Tagesordnungspunkt

TOP Ö 13: Kostenübernahme für die Verlegung der K 163 im Bereich Helmighausen im Zuge der E 233-Ausbauplanung

BezeichnungInhalt
Sitzung:10.09.2020   VERK/069/2020 
Beschluss:mehrheitlich beschlossen
Vorlage:  V-VERK/20/190 

Beschlussvorschlag:

 

Der Verkehrsausschuss beschloss mehrheitlich mit einer Gegenstimme, dem Kreistag folgende Beschlussfassung zu empfehlen:

 

Der Planung und dem Bau zur Verlegung der K163 mit höhengleichem Bahnübergang im Zuge der E233-Ausbauplanung wird zugestimmt und die hierfür vom Landkreis zu tragenden Kosten, derzeit abgeschätzt mit ca. 2,3 Mio. Euro, werden übernommen.

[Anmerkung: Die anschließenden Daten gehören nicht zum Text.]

//! Error and warning types shared by every generator.

use std::fmt::{self, Display, Formatter};
use std::path::{Path, PathBuf};

/// Fatal generator failures.
///
/// Every variant aborts the build. Degraded-but-valid states are reported as
/// [`CodegenWarning`] instead.
#[derive(Debug, thiserror::Error)]
pub enum CodegenError {
    /// The root shadow stylesheet does not exist.
    #[error("stylesheet not found: {}", path.display())]
    StylesheetMissing { path: PathBuf },

    /// An `@import` target does not exist on disk.
    #[error(
        "unresolved @import \"{specifier}\" in {}: expected {}",
        importer.display(),
        resolved.display()
    )]
    MissingImport {
        specifier: String,
        importer: PathBuf,
        resolved: PathBuf,
    },

    /// A stylesheet imports itself, directly or transitively.
    #[error("circular @import: {}", format_chain(chain))]
    CircularImport { chain: Vec<PathBuf> },

    /// An `@import` form other than `@import "<relative-path>";`.
    #[error("unsupported @import form in {}:{line}: `{statement}`", path.display())]
    UnsupportedImport {
        path: PathBuf,
        line: usize,
        statement: String,
    },

    /// The icon asset directory is absent or not a directory.
    #[error("icon directory not found: {} (expected a directory of .svg files)", path.display())]
    IconDirectoryMissing { path: PathBuf },

    /// An icon name does not produce a usable identifier.
    #[error("icon `{name}` maps to `{identifier}`, which is not a valid identifier")]
    InvalidIconName { name: String, identifier: String },

    /// Two or more icon names map to the same identifier.
    #[error("icon identifier collision: {}", format_collisions(collisions))]
    IdentifierCollision {
        /// `(identifier, source names)` pairs, sorted by identifier.
        collisions: Vec<(String, Vec<String>)>,
    },

    /// A configured export or type name is not a valid identifier.
    #[error("`{name}` is not a valid export name")]
    InvalidExportName { name: String },

    #[error("failed to read {}: {source}", path.display())]
    Read {
        path: PathBuf,
        #[source]
        source: std::io::Error,
    },

    #[error("failed to write {}: {source}", path.display())]
    Write {
        path: PathBuf,
        #[source]
        source: std::io::Error,
    },
}

impl CodegenError {
    /// The file or directory the failure is about, when there is one.
    pub fn path(&self) -> Option<&Path> {
        match self {
            Self::StylesheetMissing { path }
            | Self::UnsupportedImport { path, .. }
            | Self::IconDirectoryMissing { path }
            | Self::Read { path, .. }
            | Self::Write { path, .. } => Some(path),
            Self::MissingImport { resolved, .. } => Some(resolved),
            Self::CircularImport { chain } => chain.last().map(PathBuf::as_path),
            Self::InvalidIconName { .. }
            | Self::IdentifierCollision { .. }
            | Self::InvalidExportName { .. } => None,
        }
    }

    /// Whether the failure came from the filesystem rather than from the inputs' content.
    pub fn is_io(&self) -> bool {
        matches!(self, Self::Read { .. } | Self::Write { .. })
    }
}

/// Convenience result type for generator internals.
pub type CodegenResult<T> = Result<T, CodegenError>;

fn format_chain(chain: &[PathBuf]) -> String {
    chain
        .iter()
        .map(|path| path.display().to_string())
        .collect::<Vec<_>>()
        .join(" -> ")
}

fn format_collisions(collisions: &[(String, Vec<String>)]) -> String {
    collisions
        .iter()
        .map(|(identifier, names)| format!("{identifier} <- {}", names.join(", ")))
        .collect::<Vec<_>>()
        .join("; ")
}

/// Degraded-but-valid states found while generating.
///
/// Generators return these to the caller; they never print.
#[derive(Clone, Debug, Eq, PartialEq)]
pub enum CodegenWarning {
    /// The icon directory exists but contains no `.svg` files.
    EmptyIconSet { dir: PathBuf },
    /// An icon produced no path data and will render nothing.
    IconWithoutPaths { name: String },
    /// An icon is not well-formed XML; its paths come from a `<path d>` tag scan.
    MalformedSvg { name: String, reason: String },
    /// A file named `.svg` carries no icon name and was skipped.
    UnnamedIcon { path: PathBuf },
}

impl Display for CodegenWarning {
    fn fmt(&self, f: &mut Formatter<'_>) -> fmt::Result {
        match self {
            Self::EmptyIconSet { dir } => {
                write!(f, "no .svg icons found in {}", dir.display())
            }
            Self::IconWithoutPaths { name } => {
                write!(f, "icon `{name}` has no <path d=\"...\"> data")
            }
            Self::MalformedSvg { name, reason } => {
                write!(
                    f,
                    "icon `{name}` is not well-formed XML ({reason}); path data recovered by tag scan"
                )
            }
            Self::UnnamedIcon { path } => {
                write!(f, "skipping {}: no icon name before `.svg`", path.display())
            }
        }
    }
}

#[cfg(test)]
mod tests {
    use super::*;

    #[test]
    fn circular_import_message_lists_chain() {
        let err = CodegenError::CircularImport {
            chain: vec![
                PathBuf::from("a.css"),
                PathBuf::from("b.css"),
                PathBuf::from("a.css"),
            ],
        };
        assert_eq!(
            err.to_string(),
            "circular @import: a.css -> b.css -> a.css"
        );
        assert_eq!(err.path(), Some(Path::new("a.css")));
    }

    #[test]
    fn collision_message_names_every_source() {
        let err = CodegenError::IdentifierCollision {
            collisions: vec![(
                "ChevronDown".into(),
                vec!["chevron--down".into(), "chevron-down".into()],
            )],
        };
        assert_eq!(
            err.to_string(),
            "icon identifier collision: ChevronDown <- chevron--down, chevron-down"
        );
    }
}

Der Sachverhalt der Vorlage V-VERK/20/190 wurde von Herrn Leitenden Baudirektor Ribinski vorgetragen.

 

Herr Kreistagsabgeordneter Wesselmann kritisierte die Planungen für den vierstreifigen Ausbau der E 233 als skandalös. Durch die Planungen würden Verkehre auf das nachgeordnete Wegenetz verlagert, die Umwelt und auch die Finanzen würden zerstört. Das Projekt sei nicht zukunftsträchtig und man werde den Landkreis damit weiter schädigen.

 

Herr Leitender Kreisverwaltungsdirektor Meyer machte deutlich, dass der klare Auftrag bestehe, den vierstreifigen Ausbau der E 233 zu planen. Und dieser Auftrag werde umgesetzt. Seit Beginn der Planungen seien für Löningen zwei Anschlussstellen – insbesondere auch für die hier bestehenden Gewerbegebiete – vorgesehen worden. Für den Landkreis und auch für die Stadt Löningen sei es daher wichtig, dass die Anschlussstellen so in die Planung eingebracht werden, dass auch beide umgesetzt werden können. Wenn die Verlegung der K 163 nicht einbezogen werde, sei ein regelkonformer Anschluss nicht möglich, was die Festsetzung der westlichen Anschlussstelle in Frage stelle. Vom Landkreis seien die Kosten für die Verlegung der K 163 zu tragen, die Kosten der Anschlussstelle seien vom Bund zu tragen.

 

Hinsichtlich der Kosten erkundigte sich Herr Kreistagsabgeordneter Stoffers danach, ob nur die Herstellung eines Bahnüberganges oder auch der Bau einer Brücke über die Bahn geprüft worden sei. Dies sei geprüft worden, teilte Herr Leitender Kreisverwaltungsdirektor Meyer mit. Eine höhenungleiche Überführung sei möglich, wenn dies notwendig werde. Dies würde eine Kostenerhöhung mit sich bringen.